Slaughter explained that she had proposed the bill because "we wanted public policy, probably for the first time in the history of the Republic, to keep pace with scientific progress." Of course, the country doesn't seem to be doing too badly because Congress lags behind in responding to scientific advances.
Craig Venter recounted a story from University of Pennsylvania bioethicist Arthur Caplan. Caplan testified before the Pennsylvania legislature on some proposed anti-cloning legislation. Caplan decided to poll the assembled lawmakers and asked them, Where did they think their genomes were located? One third of the solons replied that it was in their brains, one third thought it was in their gonads, and one third had no idea. Can we really trust these sorts of people in Congress to make sensible laws governing fast-moving, new technologies?

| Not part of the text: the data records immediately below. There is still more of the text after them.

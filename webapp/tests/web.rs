#![cfg(target_arch = "wasm32")]

use async_trait::async_trait;
use tweet_like::app::{bind_like_buttons, load_config, mount_like_widgets, CONFIG_ATTRIBUTE};
use tweet_like::dom::{CountDisplay, CountDisplays, LikeTarget};
use tweet_like::like::{LIKED_GLYPH, NOT_LIKED_GLYPH};
use tweet_like::{toggle_like, LikeClient, LikeConfig, LikeError, LikeRequest, Transport};
use wasm_bindgen::JsCast;
use wasm_bindgen_test::*;
use web_sys::{Document, HtmlElement};

wasm_bindgen_test_configure!(run_in_browser);

struct Fixed(&'static str);

#[async_trait(?Send)]
impl Transport for Fixed {
    async fn post(&self, _request: &LikeRequest) -> Result<String, LikeError> {
        Ok(self.0.to_string())
    }
}

fn document() -> Document {
    web_sys::window().unwrap().document().unwrap()
}

fn mount(html: &str) -> HtmlElement {
    let document = document();
    let root = document
        .create_element("div")
        .unwrap()
        .dyn_into::<HtmlElement>()
        .unwrap();
    root.set_inner_html(html);
    document.body().unwrap().append_child(&root).unwrap();
    root
}

// Yew renders from its scheduler, so let a timer turn pass before looking.
async fn next_tick() {
    let promise = js_sys::Promise::new(&mut |resolve, _reject| {
        web_sys::window()
            .unwrap()
            .set_timeout_with_callback_and_timeout_and_arguments_0(&resolve, 10)
            .unwrap();
    });
    wasm_bindgen_futures::JsFuture::from(promise).await.unwrap();
}

fn element(id_selector: &str) -> HtmlElement {
    document()
        .query_selector(id_selector)
        .unwrap()
        .unwrap()
        .dyn_into::<HtmlElement>()
        .unwrap()
}

#[wasm_bindgen_test]
fn dataset_maps_to_like_target() {
    let root = mount(r#"<button class="t1" data-pk="101" data-is-liked="false">x</button>"#);
    let button = element("button.t1");

    assert_eq!(button.pk().as_deref(), Some("101"));
    assert_eq!(button.is_liked().as_deref(), Some("false"));

    button.set_is_liked("true").unwrap();
    button.set_content(LIKED_GLYPH);
    assert_eq!(button.get_attribute("data-is-liked").as_deref(), Some("true"));
    assert_eq!(button.inner_html(), LIKED_GLYPH);

    root.remove();
}

#[wasm_bindgen_test]
fn document_finds_display_by_pk() {
    let root = mount(r#"<span id="202">1</span>"#);

    let display = document().count_display("202").unwrap();
    display.set_count(12);
    assert_eq!(element("span[id='202']").inner_html(), "12");
    assert!(document().count_display("no-such-id").is_none());

    root.remove();
}

#[wasm_bindgen_test]
async fn toggle_updates_real_dom() {
    let root = mount(
        r#"<button class="t3" data-pk="303" data-is-liked="false">&#9825;</button><span id="303">6</span>"#,
    );
    let button = element("button.t3");
    let client = LikeClient::new(Fixed(r#"{"liked_by_count": 7}"#), &LikeConfig::default(), None);

    toggle_like(&client, &button, &document()).await.unwrap();

    assert_eq!(button.get_attribute("data-is-liked").as_deref(), Some("true"));
    assert_eq!(button.inner_html(), LIKED_GLYPH);
    assert_eq!(element("span[id='303']").inner_html(), "7");

    root.remove();
}

#[wasm_bindgen_test]
fn config_attribute_overrides_defaults() {
    let body = document().body().unwrap();
    body.set_attribute(CONFIG_ATTRIBUTE, r#"{"namespace": "posts"}"#).unwrap();
    let (config, err) = load_config(&document());
    assert!(err.is_none());
    assert_eq!(config.namespace, "posts");

    body.set_attribute(CONFIG_ATTRIBUTE, "{broken").unwrap();
    let (config, err) = load_config(&document());
    assert!(err.is_some());
    assert_eq!(config, LikeConfig::default());

    body.remove_attribute(CONFIG_ATTRIBUTE).unwrap();
}

#[wasm_bindgen_test]
fn binds_plain_buttons_but_not_widget_roots() {
    let root = mount(
        r#"<button data-pk="404" data-is-liked="false"></button>
           <div data-like-widget data-pk="405" data-is-liked="true"></div>"#,
    );
    let client = std::rc::Rc::new(LikeClient::new(
        tweet_like::fetch::FetchTransport::new().unwrap(),
        &LikeConfig::default(),
        None,
    ));

    let bound = bind_like_buttons(&document(), &client).unwrap();
    assert!(bound >= 1);
    assert_eq!(
        document()
            .query_selector_all(tweet_like::app::LIKE_BUTTON_SELECTOR)
            .unwrap()
            .length(),
        bound
    );

    root.remove();
}

#[wasm_bindgen_test]
async fn widget_renders_button_and_count() {
    let root = mount(
        r#"<div data-like-widget data-pk="505" data-is-liked="true" data-liked-by-count="9"></div>
           <div data-like-widget data-pk="506" data-is-liked="false" data-liked-by-count="lots"></div>"#,
    );
    let client = std::rc::Rc::new(LikeClient::new(
        tweet_like::fetch::FetchTransport::new().unwrap(),
        &LikeConfig::default(),
        None,
    ));

    let mounted = mount_like_widgets(&document(), &client).unwrap();
    assert_eq!(mounted, 2);
    next_tick().await;

    let liked = element("[data-like-widget] button[data-pk='505']");
    assert_eq!(liked.get_attribute("data-is-liked").as_deref(), Some("true"));
    assert_eq!(liked.text_content().as_deref(), Some(LIKED_GLYPH));
    assert_eq!(element("span[id='505']").text_content().as_deref(), Some("9"));

    let not_liked = element("[data-like-widget] button[data-pk='506']");
    assert_eq!(not_liked.get_attribute("data-is-liked").as_deref(), Some("false"));
    assert_eq!(not_liked.text_content().as_deref(), Some(NOT_LIKED_GLYPH));
    assert_eq!(element("span[id='506']").text_content().as_deref(), Some("0"));

    root.remove();
}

Another abiding problem is that smart people like Collins and Venter use their well-deserved scientific authority to endorse public policy proposals in areas in which they have no special expertise. Of course they understand the science and the technologies, but that doesn't give them any insight into how people will use them later--their guesses are no better than anybody else's, and perhaps even worse. With regard to how insurance markets should operate, Collins and Venter are simply not experts. It was particularly disheartening to hear someone as famously entrepreneurial as Venter declare that "universal health insurance seems like a very logical solution" to the specter of genetic discrimination. Universal health insurance would mean the death of the genomics revolution as government rationing and regulation took hold of the health care system.
The historical record shows that people acting through markets have generally been highly successful in protecting their interests. Perhaps genomic information will push health insurance markets into operating something more like life insurance markets do: Purchasers buy policies for long durations. The inception of a new technology is a singularly inappropriate moment for government to interfere with its development. If government gets involved now, it will take decades to unravel the mistakes that it makes . Keeping to the public policy theme of the morning, John Doll, who heads up the federal division that handles biotech and pharmaceutical patents, lectured on DNA patenting. It would have been good for the theologians I dined with to have attended this meeting. Doll clearly explained the new guidelines for patenting biotech inventions and discoveries.